They are a group of hereditary diseases associated with a violation of the structure or production of hemoglobin (see Blood, hematopoietic system). There are a large number of hemoglobin defects that correspond to the clinical manifestations of the disease. Many cities are limited to certain geographic areas.
They are found among residents of Africa, the Mediterranean coast, Southeast Asia, and the Pacific Islands. G. can be asymptomatic; sometimes anemia is a manifestation of the disease (see Anemia). Diagnosis of G. is carried out using special research methods, among which the main place is occupied by the study of the structure of red blood cells (erythrocytes) and hemoglobin.

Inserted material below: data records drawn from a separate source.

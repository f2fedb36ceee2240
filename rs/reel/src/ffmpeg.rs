//! FFmpeg-backed [Codec], the default decoder behind the bridge.

use ffmpeg_next as ffmpeg;

use crate::{Codec, CodecError, CodecErrorKind, CodecId, Frame, OpenError, Packet, SessionConfig};

/// One open `libavcodec` video decoder.
pub struct FfmpegCodec {
	decoder: ffmpeg::decoder::Video,

	/// Reused landing frame for `avcodec_receive_frame`.
	scratch: ffmpeg::frame::Video,
}

// SAFETY: the decoder context is only touched through &mut self, and the
// bridge contract requires the caller to serialize all operations on one
// session. FFmpeg's own worker threads are joined inside libavcodec.
unsafe impl Send for FfmpegCodec {}

impl FfmpegCodec {
	/// Open a decoder for the given configuration.
	///
	/// The context (and the extradata it owns) is released on every failure
	/// path; a failed open leaks nothing.
	pub fn open(config: &SessionConfig) -> Result<Self, OpenError> {
		ffmpeg::init().map_err(|err| OpenError::InitFailed(err.to_string()))?;

		let codec_id = match config.codec {
			CodecId::H264 => ffmpeg::codec::Id::H264,
			CodecId::H265 => ffmpeg::codec::Id::HEVC,
			CodecId::Vp8 => ffmpeg::codec::Id::VP8,
			CodecId::Vp9 => ffmpeg::codec::Id::VP9,
			CodecId::Av1 => ffmpeg::codec::Id::AV1,
		};

		let codec = ffmpeg::codec::decoder::find(codec_id)
			.ok_or_else(|| OpenError::UnknownCodec(config.codec.name().to_string()))?;

		let mut context = ffmpeg::codec::context::Context::new_with_codec(codec);

		// Advisory configuration lands on the raw context before open.
		unsafe {
			let ctx = context.as_mut_ptr();

			if let Some(extra) = &config.extra_data {
				// The copy handed to libavcodec already carries the
				// read-ahead padding; the context owns and frees it.
				let padded = extra.padded();
				let data = ffmpeg::sys::av_mallocz(padded.len()) as *mut u8;
				if data.is_null() {
					return Err(OpenError::InitFailed("extradata allocation failed".to_string()));
				}
				std::ptr::copy_nonoverlapping(padded.as_ptr(), data, padded.len());
				(*ctx).extradata = data;
				(*ctx).extradata_size = extra.len() as i32;
			}

			(*ctx).thread_count = config.threads as i32;

			if let (Some(width), Some(height)) = (config.width, config.height) {
				(*ctx).width = width as i32;
				(*ctx).height = height as i32;
			}
		}

		let decoder = context
			.decoder()
			.video()
			.map_err(|err| OpenError::InitFailed(err.to_string()))?;

		tracing::debug!(codec = config.codec.name(), threads = config.threads, "opened decoder");

		Ok(Self {
			decoder,
			scratch: ffmpeg::frame::Video::empty(),
		})
	}
}

fn classify(err: ffmpeg::Error) -> CodecError {
	// ffmpeg-next reports AVERROR(EAGAIN) as `Other` with the positive errno,
	// whose value is platform-dependent (11 on Linux, 35 on macOS).
	let kind = match err {
		ffmpeg::Error::Other { errno: libc::EAGAIN } => CodecErrorKind::Again,
		ffmpeg::Error::Eof => CodecErrorKind::Eof,
		ffmpeg::Error::InvalidData => CodecErrorKind::InvalidData,
		_ => CodecErrorKind::Failed,
	};

	CodecError::new(kind, i32::from(err))
}

impl Codec for FfmpegCodec {
	fn send(&mut self, packet: &Packet<'_>) -> Result<(), CodecError> {
		let mut pkt = ffmpeg::codec::packet::Packet::copy(packet.data);
		pkt.set_pts(Some(packet.pts));

		let mut flags = ffmpeg::codec::packet::Flags::empty();
		if packet.keyframe {
			flags |= ffmpeg::codec::packet::Flags::KEY;
		}
		if packet.decode_only {
			// The decoder keeps its reference state but surfaces no output.
			flags |= ffmpeg::codec::packet::Flags::DISCARD;
		}
		pkt.set_flags(flags);

		self.decoder.send_packet(&pkt).map_err(classify)
	}

	fn send_eof(&mut self) -> Result<(), CodecError> {
		self.decoder.send_eof().map_err(classify)
	}

	fn receive(&mut self, frame: &mut Frame) -> Result<(), CodecError> {
		self.decoder.receive_frame(&mut self.scratch).map_err(classify)?;

		if self.scratch.format() != ffmpeg::format::Pixel::YUV420P {
			tracing::warn!(format = ?self.scratch.format(), "unsupported pixel format");
			return Err(CodecError::new(CodecErrorKind::Failed, -22));
		}

		frame.set_header(
			self.scratch.width(),
			self.scratch.height(),
			self.scratch.pts().unwrap_or(0),
		);

		for plane in 0..3 {
			let data = self.scratch.data(plane);
			let stride = self.scratch.stride(plane);
			frame.plane_mut(plane, stride, data.len()).copy_from_slice(data);
		}

		Ok(())
	}

	fn flush(&mut self) {
		self.decoder.flush();
	}
}

#[cfg(test)]
mod test {
	use super::*;

	#[test]
	fn try_again_is_flow_control() {
		let err = classify(ffmpeg::Error::Other { errno: libc::EAGAIN });
		assert_eq!(err.kind, CodecErrorKind::Again);

		let err = classify(ffmpeg::Error::Eof);
		assert_eq!(err.kind, CodecErrorKind::Eof);
	}
}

There are thalassemia major, in which the clinical signs of the disease are most pronounced, and thalassemia minor. Patients with thalassemia experience progressive anemia, enlarged liver and spleen, yellowness of the skin, and impaired bone structure; the child is physically underdeveloped. Treatment of this type of G. is complex and is carried out under the constant supervision of a doctor. In this case, folic acid and vitamin B12 supplements are used, blood and red blood cell transfusions are performed, and sometimes the spleen is removed.
For patients with one of the types of G., so-called sickle cell anemia, staying in an atmosphere with low oxygen content is dangerous; There is a special test for “sickling”, which is mandatory before air travel for persons born in the geographical area of distribution of this anomaly.
In geographic areas where G. spreads, their prevention is very important: since the most severe forms of the disease develop in cases where the disease is inherited from both parents, marriages between relatives are not recommended, and it is recommended to attend a medical genetic consultation before marriage.